Researchers also found that alum reduced ammonia levels in poultry houses by about 70 percent. This is important because ammonia reduces birds’ weight and makes them more susceptible to viruses. And alum is known to reduce pathogens in litter and on birds, further contributing to a healthier environment for both workers and birds.
Field trials conducted at commercial broiler farms in conjunction with the EPA showed that alum lowered litter pH during the first 3 to 4 weeks of chick growth. The lower pH resulted in less ammonia evaporating, or volatilizing, from the litter. Laboratory studies confirmed that alum is one of the most effective compounds for reducing ammonia volatilization.
“Less ammonia means healthier, heavier birds,” Moore said. “It also leads to lower energy bills because less ventilation is needed.”
Good for crops, too
During the sixth year of the 20-year study, Moore noticed severe yield reductions in tall fescue fertilized with ammonium nitrate. He found that the cause was aluminum toxicity. But why would ammonium nitrate—which contains no aluminum—cause aluminum toxicity?
“Aluminum availability in soil is not controlled by the total amount of aluminum present,” Moore explained, “but by the soil’s chemical conditions, particularly pH.” Ammonium nitrate acidified the soil—lowered its pH—and increased aluminum’s availability in the soil.
On the other hand, applications of untreated or alum-treated poultry litter raised soil pH, reducing aluminum’s availability, compared to unfertilized controls. Although alum applications initially lower the pH of the litter, the manure from the birds increases that pH over time to around 7.5.
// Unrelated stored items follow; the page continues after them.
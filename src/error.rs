use crate::http::parser::ParseError;
use std::io;

/// Central error type for the tzzero core.
#[derive(Debug)]
pub enum TzzeroError {
    /// Underlying I/O error from the OS or network.
    Io(io::Error),
    /// Error during HTTP request parsing.
    Parse(ParseError),
    /// A second event loop was constructed on a thread that already owns one.
    LoopExists,
    /// A worker thread died before publishing its event loop.
    WorkerStartup(String),
    /// Generic or miscellaneous error.
    Other(String),
}

impl std::fmt::Display for TzzeroError {
    fn fmt(&self, f: &mut std::fmt::Formatter<'_>) -> std::fmt::Result {
        match self {
            TzzeroError::Io(e) => write!(f, "I/O error: {}", e),
            TzzeroError::Parse(e) => write!(f, "Parse error: {:?}", e),
            TzzeroError::LoopExists => write!(f, "Another EventLoop exists in this thread"),
            TzzeroError::WorkerStartup(msg) => write!(f, "Worker startup failed: {}", msg),
            TzzeroError::Other(msg) => write!(f, "Error: {}", msg),
        }
    }
}

impl std::error::Error for TzzeroError {
    fn source(&self) -> Option<&(dyn std::error::Error + 'static)> {
        match self {
            TzzeroError::Io(e) => Some(e),
            _ => None,
        }
    }
}

impl From<io::Error> for TzzeroError {
    fn from(e: io::Error) -> Self {
        TzzeroError::Io(e)
    }
}

impl From<ParseError> for TzzeroError {
    fn from(e: ParseError) -> Self {
        TzzeroError::Parse(e)
    }
}

pub type TzzeroResult<T> = Result<T, TzzeroError>;
//! Listening socket: drains the accept queue on each readable wakeup and
//! survives descriptor exhaustion with a reserved spare fd.

use std::os::unix::io::RawFd;
use std::sync::atomic::{AtomicBool, AtomicU16, Ordering};
use std::sync::{Arc, Mutex};

use tracing::error;

use crate::error::TzzeroResult;
use crate::event_loop::EventLoop;
use crate::poller::EVENT_READ;
use crate::sys;

pub type NewConnectionCallback = Box<dyn FnMut(RawFd, String) + Send>;

// Bounds per-wakeup latency while preventing accept starvation.
const MAX_ACCEPT_PER_LOOP: usize = 10_000;

pub struct Acceptor {
    event_loop: Arc<EventLoop>,
    listen_addr: String,
    port: u16,
    accept_fd: RawFd,
    idle_fd: Mutex<RawFd>,
    listening: AtomicBool,
    bound_port: AtomicU16,
    new_connection_callback: Mutex<Option<NewConnectionCallback>>,
}

impl Acceptor {
    pub fn new(
        event_loop: Arc<EventLoop>,
        listen_addr: &str,
        port: u16,
    ) -> TzzeroResult<Arc<Acceptor>> {
        let accept_fd = sys::create_nonblocking_socket()?;
        let idle_fd = match sys::open_idle_fd() {
            Ok(fd) => fd,
            Err(e) => {
                sys::close_fd(accept_fd);
                return Err(e.into());
            }
        };

        Ok(Arc::new(Acceptor {
            event_loop,
            listen_addr: listen_addr.to_string(),
            port,
            accept_fd,
            idle_fd: Mutex::new(idle_fd),
            listening: AtomicBool::new(false),
            bound_port: AtomicU16::new(0),
            new_connection_callback: Mutex::new(None),
        }))
    }

    pub fn set_new_connection_callback(&self, callback: NewConnectionCallback) {
        *self.new_connection_callback.lock().unwrap() = Some(callback);
    }

    pub fn listening(&self) -> bool {
        self.listening.load(Ordering::Acquire)
    }

    /// The port actually bound; differs from the requested port when 0
    /// was requested. Zero until `listen` has run.
    pub fn bound_port(&self) -> u16 {
        self.bound_port.load(Ordering::Acquire)
    }

    /// Bind, listen and register with the owning loop's poller. Must run
    /// on the loop thread.
    pub fn listen(self: &Arc<Self>) -> TzzeroResult<()> {
        if self.listening.swap(true, Ordering::AcqRel) {
            return Ok(());
        }

        let actual = sys::bind_and_listen(self.accept_fd, &self.listen_addr, self.port)?;
        self.bound_port.store(actual, Ordering::Release);

        let weak = Arc::downgrade(self);
        self.event_loop.poller().add_fd(
            self.accept_fd,
            EVENT_READ,
            Arc::new(move |_| {
                if let Some(acceptor) = weak.upgrade() {
                    acceptor.handle_read();
                }
            }),
        )?;

        Ok(())
    }

    /// Deregister from the poller and stop accepting. Must run on the
    /// loop thread.
    pub fn stop(&self) {
        if self.listening.swap(false, Ordering::AcqRel) {
            if let Err(e) = self.event_loop.poller().remove_fd(self.accept_fd) {
                error!("failed to deregister acceptor: {}", e);
            }
        }
    }

    fn handle_read(&self) {
        let mut callback = self.new_connection_callback.lock().unwrap();

        for _ in 0..MAX_ACCEPT_PER_LOOP {
            match sys::accept_connection(self.accept_fd) {
                Ok(Some((conn_fd, peer_addr))) => {
                    if let Some(cb) = callback.as_mut() {
                        cb(conn_fd, peer_addr);
                    } else {
                        sys::close_fd(conn_fd);
                    }
                }
                Ok(None) => break, // queue drained
                Err(err) => {
                    match err.raw_os_error() {
                        Some(libc::EMFILE) | Some(libc::ENFILE) => {
                            // Out of descriptors: release the spare, take
                            // one connection off the queue so the peer
                            // sees a close instead of a hang, re-reserve.
                            let mut idle = self.idle_fd.lock().unwrap();
                            sys::close_fd(*idle);
                            sys::accept_and_discard(self.accept_fd);
                            *idle = sys::open_idle_fd().unwrap_or(-1);
                            error!("accept: {} - connection rejected", err);
                        }
                        _ => {
                            error!("accept error: {}", err);
                        }
                    }
                    break;
                }
            }
        }
    }
}

impl Drop for Acceptor {
    fn drop(&mut self) {
        sys::close_fd(self.accept_fd);
        let idle = *self.idle_fd.lock().unwrap();
        if idle >= 0 {
            sys::close_fd(idle);
        }
    }
}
Forage yields were higher with alum-treated litter than with untreated poultry litter or ammonium nitrate, and use of alum didn’t affect aluminum uptake by plants or aluminum runoff.
“Yields of tall fescue fertilized with alum-treated litter were higher,” Moore said. “Grass tissue analyses indicated that the good yields were due to increased nitrogen availability, since alum-treated litter contains more nitrogen than untreated litter. We hypothesized that this was because of reduced ammonia volatilization.”
In previous studies by Moore and colleagues, alum-treated litter reduced runoff of heavy metals—such as arsenic, copper and zinc—by about 40 to 50 percent and of naturally occurring estrogen by 42 percent.
This research indicates that alum-treated poultry litter can be a long-term, sustainable solution to the phosphorus runoff problem. Alum is one of the few cost-effective best management practices that improves air, soil and water quality while increasing both poultry production and crop yields.